Category Archives: 0和1

怎样测量算法的性能?

  先写一句题外话,我是玩社交网络的,例如豆瓣LinkedIn42区,俺只是不玩新浪微博而已。

  LinkedIn的多核与并行计算讨论组(Multicore & Parallel Computing Group)里,刚刚发生了一次讨论,内容很有价值,尤其是对刚踏入这个领域的新人而言。所以转载到BLOG上。

  一开始,是印度小姑娘Ratika Agarwal问了个基本问题:

 

  How to measure the performance of any working algorithm? do any body know?

 

  Darryl Gove提到了各种经典工具,例如Linux下的Oprofile、Solaris下的DTrace和MDB、AMD的Code Analyst,还有Intel的VTune:

 

  If, by performance, you mean “How long does it take”, then you could use the time command, print out the number of units of work completed and divide one by the other. However, that doesn’t guaranty that your implementation of the algorithm is efficient.

  So I’d recommend profiling. On Linux look at Oprofile, on Solaris (or Linux) you can use the performance analyzer from Solaris Studio (just announced the beta programme for 12.3), on Windows with AMD chips they have a Code Analyst, Intel you probably want to look at VTune.

  Most of these tools will give you time based profiles and hardware performance counter data. So you can look into things like the instruction count, cache misses etc.

 

  John Lilley又提到了Visual Studio Team edition里面的profiler工具。他总结了影响性能的主要因素,优化的时候往往是在各个因素之间寻求平衡。

 

  Also on Windows, Visual Studio Team edition 2008 and 2010 has a built-in code profiler for native code. I think you might get managed code profiling in the Professional versions; however I am unsure about that. However, there are many dimensions to consider when talking about “performance” in addition to CPU. For example, you may want any of the following to optimize:

  1) Memory usage

  2) Disk usage

  3) Wall-clock time (as opposed to CPU loading, which is what a profiler will give you)

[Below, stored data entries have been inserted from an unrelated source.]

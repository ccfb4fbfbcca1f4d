//! Contact form validation errors.

use thiserror::Error;

/// Why the contact fields cannot be submitted.
#[derive(Debug, Error, PartialEq, Eq)]
pub enum ContactError {
    /// Name is blank.
    #[error("name is required")]
    MissingName,

    /// Email is blank.
    #[error("email is required")]
    MissingEmail,

    /// Email does not look like `local@domain`.
    #[error("{0:?} is not a valid email address")]
    InvalidEmail(String),
}
//! Inquiry submitter.

use tracing::{error, info};

use crate::{
    cart::CartStore,
    inquiries::{InquiryClient, InquiryForm, InquiryPayload, SubmissionStatus},
    storage::CartStorage,
};

/// Sends inquiries and records the outcome on the form.
///
/// Best effort: one request per call, no retries and no idempotency key. A
/// repeated submit after a failure is a new inquiry.
#[derive(Debug, Clone)]
pub struct InquirySubmitter<C> {
    client: C,
}

impl<C: InquiryClient> InquirySubmitter<C> {
    /// Submitter sending through `client`.
    pub fn new(client: C) -> Self {
        Self { client }
    }

    /// Snapshot `cart` and the form fields, then send them.
    ///
    /// Use [`InquiryForm::payload`] with [`InquirySubmitter::submit`] instead
    /// when the cart must stay mutable while the request is in flight.
    pub async fn submit_cart<S: CartStorage>(
        &self,
        cart: &CartStore<S>,
        form: &mut InquiryForm,
    ) -> SubmissionStatus {
        let payload = form.payload(cart);

        self.submit(payload, form).await
    }

    /// Send an already built payload.
    ///
    /// On success the contact fields are cleared; on failure they are kept so
    /// the customer can retry. The cart is never touched.
    pub async fn submit(&self, payload: InquiryPayload, form: &mut InquiryForm) -> SubmissionStatus {
        form.set_status(SubmissionStatus::Idle);

        let status = match self.client.create_inquiry(&payload).await {
            Ok(()) => {
                info!(
                    lines = payload.cart_items.len(),
                    total = %payload.total_amount,
                    "inquiry sent"
                );

                form.fields.clear();

                SubmissionStatus::Success
            }
            Err(err) => {
                error!(error = %err, "failed to send inquiry");

                SubmissionStatus::Failure
            }
        };

        form.set_status(status);

        status
    }
}

#[cfg(test)]
mod tests {
    use rust_decimal::Decimal;
    use testresult::TestResult;

    use crate::{
        http::ApiError,
        inquiries::{ContactFields, MockInquiryClient},
        products::Product,
        quantity::Quantity,
        storage::MemoryStorage,
    };

    use super::*;

    fn filled_cart() -> Result<CartStore<MemoryStorage>, crate::cart::CartError> {
        let mut cart = CartStore::open(MemoryStorage::new());

        cart.add_to_cart(Product::new("p1", "Vanilla", Decimal::TEN), Quantity::clamped(2))?;

        Ok(cart)
    }

    fn form() -> InquiryForm {
        InquiryForm::new(
            ContactFields::new("Ada", "ada@example.com")
                .with_phone("555-0100")
                .with_message("Party of 20"),
        )
    }

    #[tokio::test]
    async fn success_clears_fields_and_keeps_cart() -> TestResult {
        let cart = filled_cart()?;
        let mut form = form();

        let mut client = MockInquiryClient::new();

        client
            .expect_create_inquiry()
            .once()
            .withf(|payload| {
                payload.name == "Ada"
                    && payload.phone.as_deref() == Some("555-0100")
                    && payload.cart_items.len() == 1
                    && payload.total_amount == Decimal::from(20)
            })
            .returning(|_| Ok(()));

        let status = InquirySubmitter::new(client)
            .submit_cart(&cart, &mut form)
            .await;

        assert_eq!(status, SubmissionStatus::Success);
        assert_eq!(form.status().as_str(), "success");
        assert!(form.fields.is_empty(), "fields should reset after success");
        assert_eq!(cart.len(), 1);

        Ok(())
    }

    #[tokio::test]
    async fn failure_keeps_fields_and_cart() -> TestResult {
        let cart = filled_cart()?;
        let before = cart.entries().to_vec();
        let mut form = form();
        let fields = form.fields.clone();

        let mut client = MockInquiryClient::new();

        client
            .expect_create_inquiry()
            .once()
            .returning(|_| Err(ApiError::UnexpectedStatus { status: 500, body: "boom".to_string() }));

        let status = InquirySubmitter::new(client)
            .submit_cart(&cart, &mut form)
            .await;

        assert_eq!(status, SubmissionStatus::Failure);
        assert_eq!(form.fields, fields);
        assert_eq!(cart.entries(), before.as_slice());

        Ok(())
    }

    #[tokio::test]
    async fn retry_after_failure_is_a_new_request() -> TestResult {
        let cart = filled_cart()?;
        let mut form = form();

        let mut client = MockInquiryClient::new();
        let mut calls = 0;

        client.expect_create_inquiry().times(2).returning(move |_| {
            calls += 1;

            if calls == 1 {
                Err(ApiError::UnexpectedStatus { status: 503, body: String::new() })
            } else {
                Ok(())
            }
        });

        let submitter = InquirySubmitter::new(client);

        assert_eq!(submitter.submit_cart(&cart, &mut form).await, SubmissionStatus::Failure);
        assert_eq!(submitter.submit_cart(&cart, &mut form).await, SubmissionStatus::Success);

        Ok(())
    }

    #[tokio::test]
    async fn payload_snapshot_is_unaffected_by_later_cart_changes() -> TestResult {
        let mut cart = filled_cart()?;
        let mut form = form();

        let payload = form.payload(&cart);

        cart.add_to_cart(Product::new("p2", "Choc", Decimal::from(5)), Quantity::ONE)?;

        let mut client = MockInquiryClient::new();

        client
            .expect_create_inquiry()
            .once()
            .withf(|payload| payload.cart_items.len() == 1 && payload.total_amount == Decimal::from(20))
            .returning(|_| Ok(()));

        let status = InquirySubmitter::new(client).submit(payload, &mut form).await;

        assert_eq!(status, SubmissionStatus::Success);
        assert_eq!(cart.len(), 2);

        Ok(())
    }
}
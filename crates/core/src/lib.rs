//! Scoop storefront core
//!
//! Client-side state for the Scoop ice-cream storefront: a persisted cart
//! with merge-on-add semantics, and the inquiry flow that sends a snapshot
//! of that cart plus the customer's contact details to the shop.
//!
//! ```no_run
//! # use scoop::prelude::*;
//! # use rust_decimal::Decimal;
//! # async fn example() -> Result<(), Box<dyn std::error::Error>> {
//! let mut cart = CartStore::open(FileStorage::new(".scoop"));
//!
//! cart.add_to_cart(Product::new("p1", "Vanilla", Decimal::TEN), Quantity::parse("2")?)?;
//!
//! let client = ApiClient::new(&ApiConfig {
//!     base_url: "http://localhost:5000".to_string(),
//!     timeout: std::time::Duration::from_secs(10),
//! })?;
//!
//! let mut form = InquiryForm::new(ContactFields::new("Ada", "ada@example.com"));
//! let status = InquirySubmitter::new(client).submit_cart(&cart, &mut form).await;
//!
//! println!("{}", status.as_str());
//! # Ok(())
//! # }
//! ```

pub mod cart;
pub mod catalog;
pub mod http;
pub mod ids;
pub mod inquiries;
pub mod prelude;
pub mod products;
pub mod promotions;
pub mod quantity;
pub mod storage;
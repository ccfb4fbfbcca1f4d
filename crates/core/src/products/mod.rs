//! Products
//!
//! Products are owned by the backend catalog. Everything entering the cart
//! passes through [`RawProduct`] and is normalised into a [`Product`] first.

pub mod errors;
pub mod models;
pub mod raw;

pub use errors::ProductError;
pub use models::{Product, ProductId};
pub use raw::{RawProduct, RawPromotionRef};

/// Find a product by id in a catalog listing.
pub fn find_product<'a>(products: &'a [Product], id: &ProductId) -> Option<&'a Product> {
    products.iter().find(|product| product.id == *id)
}
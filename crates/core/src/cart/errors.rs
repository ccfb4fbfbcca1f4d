//! Cart errors.

use thiserror::Error;

use crate::storage::StorageError;

/// Errors raised while writing the cart through to storage.
#[derive(Debug, Error)]
pub enum CartError {
    /// The storage backend rejected the write.
    #[error("failed to persist cart")]
    Storage(#[from] StorageError),

    /// The snapshot could not be encoded.
    #[error("failed to serialize cart")]
    Serialize(#[source] serde_json::Error),
}
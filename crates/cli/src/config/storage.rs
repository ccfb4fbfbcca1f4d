//! Storage Config

use std::path::PathBuf;

use clap::Args;

/// Where the cart is persisted between runs.
#[derive(Debug, Args)]
pub struct StorageSettings {
    /// Directory holding the persisted cart
    #[arg(long, global = true, env = "SCOOP_DATA_DIR", default_value = ".scoop")]
    pub data_dir: PathBuf,
}
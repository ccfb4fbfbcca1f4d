//! Promotions
//!
//! Read-only catalog data. A product may reference a promotion; the cart
//! shows it but never discounts with it.

use jiff::Timestamp;
use rust_decimal::Decimal;
use serde::{Deserialize, Serialize};

use crate::ids::TypedId;

/// Promotion Id
pub type PromotionId = TypedId<Promotion>;

/// A promotion as published by the backend.
#[derive(Debug, Clone, PartialEq, Eq, Serialize, Deserialize)]
#[serde(rename_all = "camelCase")]
pub struct Promotion {
    /// Backend identifier.
    #[serde(alias = "_id")]
    pub id: PromotionId,
    /// Headline shown to customers.
    pub offer: String,
    /// Longer explanation, may be blank.
    #[serde(default)]
    pub description: String,
    /// Discount percentage.
    pub discount: Decimal,
    /// Minimum order value the offer applies from.
    #[serde(default)]
    pub min_order: Decimal,
    /// End of the offer; `None` never expires.
    pub expires: Option<Timestamp>,
    /// Category or product group the offer targets.
    #[serde(default)]
    pub applies_to: String,
    /// Switched off promotions are hidden regardless of expiry.
    #[serde(default = "default_active")]
    pub is_active: bool,
}

fn default_active() -> bool {
    true
}

impl Promotion {
    /// Active and not yet expired at `now`.
    pub fn is_current(&self, now: Timestamp) -> bool {
        self.is_active && self.expires.is_none_or(|expires| expires > now)
    }
}
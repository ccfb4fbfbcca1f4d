//! Product Models

use rust_decimal::Decimal;
use serde::{Deserialize, Serialize};

use crate::{ids::TypedId, promotions::PromotionId};

/// Product Id
pub type ProductId = TypedId<Product>;

/// Normalised product as held by the cart.
#[derive(Debug, Clone, PartialEq, Eq, Serialize, Deserialize)]
#[serde(rename_all = "camelCase")]
pub struct Product {
    /// Backend identifier, never blank.
    pub id: ProductId,
    /// Display name, trimmed.
    pub name: String,
    /// Unit price, never negative.
    pub price: Decimal,
    /// Catalog category; empty when unknown.
    #[serde(default)]
    pub category: String,
    /// Optional product description.
    #[serde(default, skip_serializing_if = "Option::is_none")]
    pub description: Option<String>,
    /// Image URLs, first one is the thumbnail.
    #[serde(default, skip_serializing_if = "Vec::is_empty")]
    pub images: Vec<String>,
    /// Promotion advertised alongside the product.
    #[serde(default, skip_serializing_if = "Option::is_none")]
    pub promotion: Option<PromotionId>,
}

impl Product {
    /// Create a product with the required fields only.
    pub fn new(id: impl Into<ProductId>, name: impl Into<String>, price: Decimal) -> Self {
        Self {
            id: id.into(),
            name: name.into(),
            price,
            category: String::new(),
            description: None,
            images: Vec::new(),
            promotion: None,
        }
    }

    /// Set the category.
    #[must_use]
    pub fn with_category(mut self, category: impl Into<String>) -> Self {
        self.category = category.into();
        self
    }

    /// Attach a promotion reference.
    #[must_use]
    pub fn with_promotion(mut self, promotion: impl Into<PromotionId>) -> Self {
        self.promotion = Some(promotion.into());
        self
    }

    /// The first image, used as the thumbnail.
    pub fn thumbnail(&self) -> Option<&str> {
        self.images.first().map(String::as_str)
    }
}
//! Typed Ids

use std::{
    cmp::Ordering,
    fmt::{Debug, Display, Formatter, Result as FmtResult},
    hash::{Hash, Hasher},
    marker::PhantomData,
};

use serde::{Deserialize, Deserializer, Serialize, Serializer};

/// A backend document identifier tagged with the kind of record it names.
pub struct TypedId<T>(String, PhantomData<T>);

impl<T> TypedId<T> {
    /// Wrap a raw identifier.
    pub fn new(id: impl Into<String>) -> Self {
        Self(id.into(), PhantomData)
    }

    /// Borrow the raw identifier.
    pub fn as_str(&self) -> &str {
        &self.0
    }

    /// Unwrap into the raw identifier.
    #[must_use]
    pub fn into_string(self) -> String {
        self.0
    }
}

impl<T> Clone for TypedId<T> {
    fn clone(&self) -> Self {
        Self::new(self.0.clone())
    }
}

impl<T> Debug for TypedId<T> {
    fn fmt(&self, f: &mut Formatter<'_>) -> FmtResult {
        Debug::fmt(&self.0, f)
    }
}

impl<T> Display for TypedId<T> {
    fn fmt(&self, f: &mut Formatter<'_>) -> FmtResult {
        Display::fmt(&self.0, f)
    }
}

impl<T> PartialEq for TypedId<T> {
    fn eq(&self, other: &Self) -> bool {
        self.0 == other.0
    }
}

impl<T> Eq for TypedId<T> {}

impl<T> PartialEq<str> for TypedId<T> {
    fn eq(&self, other: &str) -> bool {
        self.0 == other
    }
}

impl<T> PartialEq<&str> for TypedId<T> {
    fn eq(&self, other: &&str) -> bool {
        self.0 == *other
    }
}

impl<T> Hash for TypedId<T> {
    fn hash<H: Hasher>(&self, state: &mut H) {
        self.0.hash(state);
    }
}

impl<T> PartialOrd for TypedId<T> {
    fn partial_cmp(&self, other: &Self) -> Option<Ordering> {
        Some(self.cmp(other))
    }
}

impl<T> Ord for TypedId<T> {
    fn cmp(&self, other: &Self) -> Ordering {
        self.0.cmp(&other.0)
    }
}

impl<T> From<String> for TypedId<T> {
    fn from(value: String) -> Self {
        Self::new(value)
    }
}

impl<T> From<&str> for TypedId<T> {
    fn from(value: &str) -> Self {
        Self::new(value)
    }
}

impl<T> From<TypedId<T>> for String {
    fn from(value: TypedId<T>) -> Self {
        value.into_string()
    }
}

impl<T> Serialize for TypedId<T> {
    fn serialize<S: Serializer>(&self, serializer: S) -> Result<S::Ok, S::Error> {
        serializer.serialize_str(&self.0)
    }
}

impl<'de, T> Deserialize<'de> for TypedId<T> {
    fn deserialize<D: Deserializer<'de>>(deserializer: D) -> Result<Self, D::Error> {
        String::deserialize(deserializer).map(Self::new)
    }
}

  There are many examples of such tradeoffs. For example consider the problem of sorting a file of records. The fastest sort algorithm will probably load the entire file into memory, perform a parallel sort that utilizes all CPU cores as much as possible, and will probably make a complete copy of the data (or perhaps just a copy of pointers to the data), and then write the output file. However, there are many tradeoffs to consider. What if the file is 100GB and you only have 8GB of memory? Then you must store some intermediate results on disk. You might then consider the CPU/disk tradeoff of compressing the temporary data. These are just some suggestions.

 

  Jim Dempsey进一步提醒,优化更多是一项工程活儿,程序性能往往受到具体环境影响:如果数据集中在内存里,那么提高缓存的本地性往往比减少需执行的指令数更重要;而如果面临I/O密集型的应用,选择适当的负载均衡技术是最重要的。

 

  The performance of a given algorithm is not necessarily an absolute property. In reading the prior posts you will find that there are various factors that can affect performance and therefore one algorithm is not always superior to another without considering the runtime circumstances. When your working dataset fits within memory then paying attention to improving cache locality may be more important than reducing instruction count. When I/O is involved then choosing a technique that permits computation overlapped with I/O usually is superior. Overlapping I/O or sequencing the data that is fed into an algorithm is generally not considered part of “the algorithm” but may have more of an impact on application performance than the algorithm itself.

 

  John Lilley顶贴,对此表示同意。

 

  Jim is absolutely right. The “performance” of an algorithm must be judged within the context of the program’s requirements. The kind of performance you want out of a program on a multi-CPU server with virtual memory and a fast SAN might be completely different than what you want from a similar algorithm running on a smart phone. On the server, you might optimize for performance and scalability, On the smartphone, you might optimize for power conservation, memory, and storage use.

 

  Ratika Agarwal表示压力很大,自己是个新手,不知道从哪里开始。

 

  But I’m a beginner.I’m just going to start implementing the comparative analysis of algorithms.actually I need to do a project for my M.Tech thesis.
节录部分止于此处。